§ Problem to work on
Among the records that follow, set down only the lines from the one containing "let allocations = Allocations::default();" to the one containing "let ticket = Ticket", both included, exactly.

********************

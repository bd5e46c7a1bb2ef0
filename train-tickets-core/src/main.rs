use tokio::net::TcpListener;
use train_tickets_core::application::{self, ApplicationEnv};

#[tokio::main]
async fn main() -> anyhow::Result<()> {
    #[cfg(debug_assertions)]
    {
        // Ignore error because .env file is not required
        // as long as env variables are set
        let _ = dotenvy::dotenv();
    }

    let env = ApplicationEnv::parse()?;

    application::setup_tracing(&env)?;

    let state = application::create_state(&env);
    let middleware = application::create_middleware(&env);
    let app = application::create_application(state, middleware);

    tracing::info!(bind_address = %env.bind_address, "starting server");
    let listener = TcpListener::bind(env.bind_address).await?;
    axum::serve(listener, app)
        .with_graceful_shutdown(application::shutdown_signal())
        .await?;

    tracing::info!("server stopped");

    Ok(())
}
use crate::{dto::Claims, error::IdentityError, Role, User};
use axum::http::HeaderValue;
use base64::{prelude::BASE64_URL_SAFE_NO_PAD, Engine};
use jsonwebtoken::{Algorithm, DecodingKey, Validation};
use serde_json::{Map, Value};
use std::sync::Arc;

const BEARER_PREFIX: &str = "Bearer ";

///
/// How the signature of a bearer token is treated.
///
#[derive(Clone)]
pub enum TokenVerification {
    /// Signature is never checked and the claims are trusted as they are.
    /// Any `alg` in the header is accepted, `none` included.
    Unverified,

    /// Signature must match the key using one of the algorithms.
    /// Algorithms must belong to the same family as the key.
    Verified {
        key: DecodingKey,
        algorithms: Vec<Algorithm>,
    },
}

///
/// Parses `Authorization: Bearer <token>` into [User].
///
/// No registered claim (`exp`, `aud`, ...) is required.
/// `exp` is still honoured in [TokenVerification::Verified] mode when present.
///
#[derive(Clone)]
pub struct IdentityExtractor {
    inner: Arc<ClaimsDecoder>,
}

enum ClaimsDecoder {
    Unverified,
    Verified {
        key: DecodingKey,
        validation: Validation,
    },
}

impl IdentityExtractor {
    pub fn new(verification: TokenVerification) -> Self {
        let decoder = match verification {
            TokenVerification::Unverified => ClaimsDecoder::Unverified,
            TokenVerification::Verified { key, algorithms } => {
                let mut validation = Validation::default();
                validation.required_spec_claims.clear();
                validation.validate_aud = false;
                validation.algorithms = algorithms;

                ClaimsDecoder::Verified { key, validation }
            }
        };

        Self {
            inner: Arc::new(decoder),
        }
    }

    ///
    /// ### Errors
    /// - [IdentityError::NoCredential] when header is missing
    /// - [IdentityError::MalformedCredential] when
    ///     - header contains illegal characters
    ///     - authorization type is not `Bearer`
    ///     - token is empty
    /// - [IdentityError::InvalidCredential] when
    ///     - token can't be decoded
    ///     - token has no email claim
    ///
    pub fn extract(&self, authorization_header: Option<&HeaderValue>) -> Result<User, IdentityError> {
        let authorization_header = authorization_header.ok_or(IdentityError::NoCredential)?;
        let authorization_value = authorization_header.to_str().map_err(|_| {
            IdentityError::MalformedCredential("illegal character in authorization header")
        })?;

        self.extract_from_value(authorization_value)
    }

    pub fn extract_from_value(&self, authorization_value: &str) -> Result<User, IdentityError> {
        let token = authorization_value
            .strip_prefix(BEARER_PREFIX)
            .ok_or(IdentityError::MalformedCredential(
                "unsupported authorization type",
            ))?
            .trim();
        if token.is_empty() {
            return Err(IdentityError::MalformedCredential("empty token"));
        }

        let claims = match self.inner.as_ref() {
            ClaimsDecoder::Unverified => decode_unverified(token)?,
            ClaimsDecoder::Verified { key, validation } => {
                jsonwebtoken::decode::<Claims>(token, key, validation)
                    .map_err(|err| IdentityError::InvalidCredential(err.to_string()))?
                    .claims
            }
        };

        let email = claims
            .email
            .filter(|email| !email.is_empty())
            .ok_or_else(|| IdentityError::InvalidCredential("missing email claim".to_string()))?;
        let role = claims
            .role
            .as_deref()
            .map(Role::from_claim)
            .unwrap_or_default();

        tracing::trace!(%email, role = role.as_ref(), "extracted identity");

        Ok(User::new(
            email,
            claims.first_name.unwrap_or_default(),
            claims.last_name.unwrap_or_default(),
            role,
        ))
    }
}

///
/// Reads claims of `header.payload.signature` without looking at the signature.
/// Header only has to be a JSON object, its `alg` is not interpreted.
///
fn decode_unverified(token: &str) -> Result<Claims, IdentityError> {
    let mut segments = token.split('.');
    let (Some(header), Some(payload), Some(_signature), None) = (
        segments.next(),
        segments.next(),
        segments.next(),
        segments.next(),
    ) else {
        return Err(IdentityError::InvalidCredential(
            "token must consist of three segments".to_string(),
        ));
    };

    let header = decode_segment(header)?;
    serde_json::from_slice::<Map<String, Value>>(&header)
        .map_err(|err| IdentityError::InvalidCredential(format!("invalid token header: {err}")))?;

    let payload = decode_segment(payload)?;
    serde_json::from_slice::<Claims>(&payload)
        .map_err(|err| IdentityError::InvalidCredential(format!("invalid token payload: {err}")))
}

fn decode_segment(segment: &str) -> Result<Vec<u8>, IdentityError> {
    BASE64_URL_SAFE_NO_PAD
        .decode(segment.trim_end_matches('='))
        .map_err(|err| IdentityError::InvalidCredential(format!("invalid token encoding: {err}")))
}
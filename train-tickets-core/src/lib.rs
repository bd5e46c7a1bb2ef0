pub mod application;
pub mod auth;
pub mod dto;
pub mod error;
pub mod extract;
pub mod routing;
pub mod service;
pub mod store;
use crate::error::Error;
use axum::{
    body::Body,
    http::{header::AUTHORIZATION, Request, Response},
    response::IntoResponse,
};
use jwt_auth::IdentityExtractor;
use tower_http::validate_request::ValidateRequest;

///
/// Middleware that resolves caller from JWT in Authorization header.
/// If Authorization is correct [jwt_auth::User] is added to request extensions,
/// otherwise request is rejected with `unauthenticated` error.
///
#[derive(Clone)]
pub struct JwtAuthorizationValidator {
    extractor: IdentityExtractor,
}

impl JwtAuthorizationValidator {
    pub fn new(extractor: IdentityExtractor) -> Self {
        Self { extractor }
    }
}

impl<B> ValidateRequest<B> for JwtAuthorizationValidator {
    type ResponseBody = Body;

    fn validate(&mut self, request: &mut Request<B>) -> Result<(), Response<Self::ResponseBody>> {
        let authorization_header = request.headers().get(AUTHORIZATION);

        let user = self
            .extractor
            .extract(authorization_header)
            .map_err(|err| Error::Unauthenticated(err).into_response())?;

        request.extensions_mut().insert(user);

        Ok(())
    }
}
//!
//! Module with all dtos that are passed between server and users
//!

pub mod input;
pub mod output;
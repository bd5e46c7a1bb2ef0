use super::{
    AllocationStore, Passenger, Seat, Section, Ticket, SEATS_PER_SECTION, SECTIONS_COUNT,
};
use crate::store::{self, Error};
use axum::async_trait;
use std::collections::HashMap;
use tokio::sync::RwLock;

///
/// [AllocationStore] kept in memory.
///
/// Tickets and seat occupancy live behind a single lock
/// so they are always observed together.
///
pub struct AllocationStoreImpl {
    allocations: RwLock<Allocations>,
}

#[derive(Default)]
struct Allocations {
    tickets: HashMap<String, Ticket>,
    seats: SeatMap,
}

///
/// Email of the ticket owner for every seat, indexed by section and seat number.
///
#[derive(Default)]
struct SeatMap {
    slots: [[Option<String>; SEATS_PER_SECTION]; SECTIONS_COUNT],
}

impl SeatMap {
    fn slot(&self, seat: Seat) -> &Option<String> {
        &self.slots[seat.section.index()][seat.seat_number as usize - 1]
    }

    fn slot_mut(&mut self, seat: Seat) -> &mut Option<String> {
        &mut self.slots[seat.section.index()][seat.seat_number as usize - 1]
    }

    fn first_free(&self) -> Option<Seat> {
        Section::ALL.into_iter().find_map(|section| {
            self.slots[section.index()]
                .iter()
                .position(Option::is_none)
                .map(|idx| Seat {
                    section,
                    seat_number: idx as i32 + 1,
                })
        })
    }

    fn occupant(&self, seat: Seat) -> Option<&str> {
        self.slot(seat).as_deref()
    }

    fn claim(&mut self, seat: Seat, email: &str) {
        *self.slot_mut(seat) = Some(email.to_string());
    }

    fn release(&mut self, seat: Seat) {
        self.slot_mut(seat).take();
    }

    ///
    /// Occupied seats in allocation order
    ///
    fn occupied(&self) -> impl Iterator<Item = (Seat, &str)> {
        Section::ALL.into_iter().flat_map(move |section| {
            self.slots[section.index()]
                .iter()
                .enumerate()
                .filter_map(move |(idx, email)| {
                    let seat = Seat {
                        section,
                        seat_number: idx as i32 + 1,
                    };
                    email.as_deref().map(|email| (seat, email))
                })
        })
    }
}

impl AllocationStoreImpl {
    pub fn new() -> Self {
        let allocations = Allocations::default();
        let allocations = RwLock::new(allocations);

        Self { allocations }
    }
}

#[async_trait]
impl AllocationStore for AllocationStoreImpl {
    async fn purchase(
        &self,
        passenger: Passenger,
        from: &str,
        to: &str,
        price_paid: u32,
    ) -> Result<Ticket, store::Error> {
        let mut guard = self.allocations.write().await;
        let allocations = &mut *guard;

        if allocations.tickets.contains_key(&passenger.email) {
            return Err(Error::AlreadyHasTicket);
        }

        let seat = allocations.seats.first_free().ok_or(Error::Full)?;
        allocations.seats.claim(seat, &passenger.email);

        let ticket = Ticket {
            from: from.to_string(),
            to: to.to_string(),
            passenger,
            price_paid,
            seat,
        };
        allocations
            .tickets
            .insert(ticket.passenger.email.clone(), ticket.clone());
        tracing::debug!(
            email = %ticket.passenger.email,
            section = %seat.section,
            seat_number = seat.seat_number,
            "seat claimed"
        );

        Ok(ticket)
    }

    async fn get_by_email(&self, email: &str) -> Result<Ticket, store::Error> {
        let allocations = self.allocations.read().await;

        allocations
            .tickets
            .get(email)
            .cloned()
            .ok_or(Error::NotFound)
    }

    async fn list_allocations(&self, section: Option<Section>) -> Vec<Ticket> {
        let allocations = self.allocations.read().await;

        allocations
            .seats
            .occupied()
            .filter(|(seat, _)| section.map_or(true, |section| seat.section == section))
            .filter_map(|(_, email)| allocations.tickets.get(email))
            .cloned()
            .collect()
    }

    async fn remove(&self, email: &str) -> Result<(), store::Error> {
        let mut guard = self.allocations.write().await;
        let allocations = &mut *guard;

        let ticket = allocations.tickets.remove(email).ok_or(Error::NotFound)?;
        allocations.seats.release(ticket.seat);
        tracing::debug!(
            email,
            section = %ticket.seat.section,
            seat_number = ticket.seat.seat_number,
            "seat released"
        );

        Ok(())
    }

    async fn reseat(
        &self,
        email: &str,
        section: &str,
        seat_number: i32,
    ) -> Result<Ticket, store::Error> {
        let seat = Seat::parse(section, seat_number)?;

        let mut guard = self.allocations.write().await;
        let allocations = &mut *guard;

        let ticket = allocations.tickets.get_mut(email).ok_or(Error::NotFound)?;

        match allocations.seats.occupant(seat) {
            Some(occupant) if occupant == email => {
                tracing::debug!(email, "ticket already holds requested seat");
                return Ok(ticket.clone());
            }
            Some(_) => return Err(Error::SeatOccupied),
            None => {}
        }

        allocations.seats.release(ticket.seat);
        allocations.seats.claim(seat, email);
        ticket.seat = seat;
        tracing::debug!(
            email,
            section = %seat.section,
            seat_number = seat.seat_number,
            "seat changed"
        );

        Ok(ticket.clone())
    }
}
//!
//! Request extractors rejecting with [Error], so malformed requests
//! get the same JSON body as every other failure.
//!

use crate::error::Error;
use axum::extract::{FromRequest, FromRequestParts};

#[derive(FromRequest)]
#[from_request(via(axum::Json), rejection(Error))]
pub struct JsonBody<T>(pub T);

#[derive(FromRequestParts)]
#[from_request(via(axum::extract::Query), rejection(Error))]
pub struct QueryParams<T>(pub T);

********************

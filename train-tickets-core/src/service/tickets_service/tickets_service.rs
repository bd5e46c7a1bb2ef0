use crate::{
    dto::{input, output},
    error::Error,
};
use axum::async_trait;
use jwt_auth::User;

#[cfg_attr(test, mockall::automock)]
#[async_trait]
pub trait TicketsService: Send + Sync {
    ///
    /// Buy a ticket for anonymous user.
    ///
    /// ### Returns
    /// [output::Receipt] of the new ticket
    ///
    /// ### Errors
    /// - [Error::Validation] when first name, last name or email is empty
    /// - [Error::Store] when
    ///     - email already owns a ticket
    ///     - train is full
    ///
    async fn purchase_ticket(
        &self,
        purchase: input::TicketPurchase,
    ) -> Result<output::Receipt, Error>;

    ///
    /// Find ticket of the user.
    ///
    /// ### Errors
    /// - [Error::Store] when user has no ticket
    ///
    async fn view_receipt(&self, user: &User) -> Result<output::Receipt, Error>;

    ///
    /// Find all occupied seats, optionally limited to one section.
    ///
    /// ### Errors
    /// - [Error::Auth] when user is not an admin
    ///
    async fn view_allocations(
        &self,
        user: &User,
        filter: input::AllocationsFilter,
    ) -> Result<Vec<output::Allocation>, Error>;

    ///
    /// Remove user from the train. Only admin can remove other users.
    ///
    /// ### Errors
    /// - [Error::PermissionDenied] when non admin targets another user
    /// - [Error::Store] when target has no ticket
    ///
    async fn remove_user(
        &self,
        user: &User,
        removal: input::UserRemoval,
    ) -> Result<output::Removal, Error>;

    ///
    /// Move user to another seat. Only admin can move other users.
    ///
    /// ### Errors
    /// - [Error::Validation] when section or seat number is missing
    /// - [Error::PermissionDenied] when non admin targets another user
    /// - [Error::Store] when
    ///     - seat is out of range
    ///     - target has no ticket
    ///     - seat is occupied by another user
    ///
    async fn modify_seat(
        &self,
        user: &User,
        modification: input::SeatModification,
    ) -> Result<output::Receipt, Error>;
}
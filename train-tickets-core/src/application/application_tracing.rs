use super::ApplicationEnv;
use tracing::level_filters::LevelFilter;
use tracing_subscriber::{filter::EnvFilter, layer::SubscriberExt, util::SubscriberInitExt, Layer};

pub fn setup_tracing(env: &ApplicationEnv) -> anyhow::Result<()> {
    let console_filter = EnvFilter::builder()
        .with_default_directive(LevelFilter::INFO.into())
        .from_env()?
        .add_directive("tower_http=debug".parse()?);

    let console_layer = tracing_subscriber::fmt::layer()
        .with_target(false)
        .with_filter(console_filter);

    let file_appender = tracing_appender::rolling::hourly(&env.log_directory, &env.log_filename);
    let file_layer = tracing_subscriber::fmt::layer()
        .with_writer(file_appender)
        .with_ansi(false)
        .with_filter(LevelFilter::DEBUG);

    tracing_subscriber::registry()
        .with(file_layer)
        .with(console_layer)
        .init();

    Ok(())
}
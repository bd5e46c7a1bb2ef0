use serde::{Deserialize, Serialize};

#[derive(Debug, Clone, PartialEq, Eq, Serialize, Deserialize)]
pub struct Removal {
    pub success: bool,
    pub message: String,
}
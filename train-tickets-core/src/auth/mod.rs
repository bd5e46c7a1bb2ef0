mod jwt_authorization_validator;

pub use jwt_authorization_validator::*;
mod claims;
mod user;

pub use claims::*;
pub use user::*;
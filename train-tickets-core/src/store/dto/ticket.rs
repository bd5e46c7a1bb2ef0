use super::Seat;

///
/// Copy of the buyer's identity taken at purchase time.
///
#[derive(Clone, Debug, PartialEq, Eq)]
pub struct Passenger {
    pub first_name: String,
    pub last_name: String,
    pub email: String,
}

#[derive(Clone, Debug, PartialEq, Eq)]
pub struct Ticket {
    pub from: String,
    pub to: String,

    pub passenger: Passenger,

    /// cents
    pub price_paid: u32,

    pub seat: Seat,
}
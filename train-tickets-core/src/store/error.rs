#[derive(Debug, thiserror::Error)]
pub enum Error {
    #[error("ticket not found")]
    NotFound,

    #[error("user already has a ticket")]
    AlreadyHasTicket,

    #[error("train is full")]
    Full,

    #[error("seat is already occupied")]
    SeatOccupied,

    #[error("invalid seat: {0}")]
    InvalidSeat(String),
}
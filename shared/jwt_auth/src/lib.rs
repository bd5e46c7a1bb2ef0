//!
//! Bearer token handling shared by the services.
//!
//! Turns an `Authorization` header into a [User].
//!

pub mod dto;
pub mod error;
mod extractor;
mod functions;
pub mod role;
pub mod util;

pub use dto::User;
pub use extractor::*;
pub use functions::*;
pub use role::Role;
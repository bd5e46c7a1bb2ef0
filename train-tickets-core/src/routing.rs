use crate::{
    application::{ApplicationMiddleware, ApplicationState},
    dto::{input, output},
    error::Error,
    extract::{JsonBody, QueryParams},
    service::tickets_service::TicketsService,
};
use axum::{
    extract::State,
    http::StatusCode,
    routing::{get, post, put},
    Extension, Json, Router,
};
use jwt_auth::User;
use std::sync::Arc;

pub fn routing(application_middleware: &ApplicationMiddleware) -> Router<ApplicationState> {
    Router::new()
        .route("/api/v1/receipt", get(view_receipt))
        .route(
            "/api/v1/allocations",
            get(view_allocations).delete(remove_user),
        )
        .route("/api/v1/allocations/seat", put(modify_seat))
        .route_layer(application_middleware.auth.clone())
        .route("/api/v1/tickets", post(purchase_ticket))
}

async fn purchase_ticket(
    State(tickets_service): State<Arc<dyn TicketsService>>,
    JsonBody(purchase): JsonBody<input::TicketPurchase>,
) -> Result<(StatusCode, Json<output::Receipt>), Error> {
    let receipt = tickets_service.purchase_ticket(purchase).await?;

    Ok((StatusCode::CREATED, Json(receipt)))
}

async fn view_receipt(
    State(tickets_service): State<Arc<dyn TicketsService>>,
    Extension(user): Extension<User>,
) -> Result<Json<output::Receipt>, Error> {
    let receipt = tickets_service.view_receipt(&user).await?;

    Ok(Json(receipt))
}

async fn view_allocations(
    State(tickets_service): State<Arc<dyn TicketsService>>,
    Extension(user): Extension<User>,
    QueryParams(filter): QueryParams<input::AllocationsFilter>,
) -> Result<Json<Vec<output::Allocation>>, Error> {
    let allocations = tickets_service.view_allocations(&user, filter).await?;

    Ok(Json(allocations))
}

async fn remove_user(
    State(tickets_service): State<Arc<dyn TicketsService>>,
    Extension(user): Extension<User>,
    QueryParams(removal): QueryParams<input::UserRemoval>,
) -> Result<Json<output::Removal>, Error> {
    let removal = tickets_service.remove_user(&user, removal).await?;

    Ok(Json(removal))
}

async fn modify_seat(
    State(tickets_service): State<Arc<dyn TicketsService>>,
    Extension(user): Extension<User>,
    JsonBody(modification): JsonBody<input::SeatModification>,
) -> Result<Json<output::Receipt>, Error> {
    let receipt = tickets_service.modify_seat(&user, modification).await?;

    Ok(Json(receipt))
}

********************

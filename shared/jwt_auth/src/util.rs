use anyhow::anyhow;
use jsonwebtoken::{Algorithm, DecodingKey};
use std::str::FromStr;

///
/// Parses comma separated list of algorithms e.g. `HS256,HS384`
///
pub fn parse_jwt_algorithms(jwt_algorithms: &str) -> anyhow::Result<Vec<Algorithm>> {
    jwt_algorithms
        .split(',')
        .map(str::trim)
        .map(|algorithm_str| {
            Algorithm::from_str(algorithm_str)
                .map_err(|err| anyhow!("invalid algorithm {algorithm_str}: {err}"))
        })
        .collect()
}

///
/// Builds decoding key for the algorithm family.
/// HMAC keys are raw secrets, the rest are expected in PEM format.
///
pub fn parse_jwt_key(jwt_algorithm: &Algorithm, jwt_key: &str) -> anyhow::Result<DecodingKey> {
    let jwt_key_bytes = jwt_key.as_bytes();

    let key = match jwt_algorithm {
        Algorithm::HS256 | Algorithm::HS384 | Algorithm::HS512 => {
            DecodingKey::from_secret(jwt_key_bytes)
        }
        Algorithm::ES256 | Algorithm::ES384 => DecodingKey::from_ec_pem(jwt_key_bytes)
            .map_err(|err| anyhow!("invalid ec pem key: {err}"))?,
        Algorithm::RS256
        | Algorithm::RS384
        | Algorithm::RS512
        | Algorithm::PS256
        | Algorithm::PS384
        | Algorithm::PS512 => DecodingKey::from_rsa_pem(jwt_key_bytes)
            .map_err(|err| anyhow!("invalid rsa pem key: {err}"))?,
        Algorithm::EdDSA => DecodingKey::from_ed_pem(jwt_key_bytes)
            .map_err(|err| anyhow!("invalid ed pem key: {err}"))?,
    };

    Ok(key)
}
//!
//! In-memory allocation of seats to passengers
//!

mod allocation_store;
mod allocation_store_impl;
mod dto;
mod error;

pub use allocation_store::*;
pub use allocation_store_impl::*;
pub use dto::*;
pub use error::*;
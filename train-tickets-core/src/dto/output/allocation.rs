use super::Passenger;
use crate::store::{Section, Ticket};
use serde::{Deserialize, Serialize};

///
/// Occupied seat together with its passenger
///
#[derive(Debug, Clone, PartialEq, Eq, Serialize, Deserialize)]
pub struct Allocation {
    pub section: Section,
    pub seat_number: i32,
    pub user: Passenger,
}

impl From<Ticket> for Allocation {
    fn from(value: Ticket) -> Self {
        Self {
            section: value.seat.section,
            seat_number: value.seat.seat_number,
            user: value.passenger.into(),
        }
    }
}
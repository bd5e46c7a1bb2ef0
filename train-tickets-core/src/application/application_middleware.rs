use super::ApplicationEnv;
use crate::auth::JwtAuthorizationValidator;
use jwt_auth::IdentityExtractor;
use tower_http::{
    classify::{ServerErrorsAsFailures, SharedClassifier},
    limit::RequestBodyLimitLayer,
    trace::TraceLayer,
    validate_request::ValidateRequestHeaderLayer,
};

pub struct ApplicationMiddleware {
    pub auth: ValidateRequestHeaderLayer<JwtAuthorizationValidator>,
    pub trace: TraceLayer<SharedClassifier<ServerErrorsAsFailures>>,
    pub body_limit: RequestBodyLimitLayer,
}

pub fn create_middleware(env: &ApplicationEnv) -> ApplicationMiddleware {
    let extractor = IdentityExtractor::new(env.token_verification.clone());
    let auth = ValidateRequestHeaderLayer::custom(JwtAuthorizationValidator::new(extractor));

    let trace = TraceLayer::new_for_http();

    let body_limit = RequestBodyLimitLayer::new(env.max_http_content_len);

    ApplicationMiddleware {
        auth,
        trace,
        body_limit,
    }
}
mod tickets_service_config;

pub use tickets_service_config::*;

********************

§ Response below
        let allocations = Allocations::default();
        let allocations = RwLock::new(allocations);

        Self { allocations }
    }
}

#[async_trait]
impl AllocationStore for AllocationStoreImpl {
    async fn purchase(
        &self,
        passenger: Passenger,
        from: &str,
        to: &str,
        price_paid: u32,
    ) -> Result<Ticket, store::Error> {
        let mut guard = self.allocations.write().await;
        let allocations = &mut *guard;

        if allocations.tickets.contains_key(&passenger.email) {
            return Err(Error::AlreadyHasTicket);
        }

        let seat = allocations.seats.first_free().ok_or(Error::Full)?;
        allocations.seats.claim(seat, &passenger.email);

        let ticket = Ticket {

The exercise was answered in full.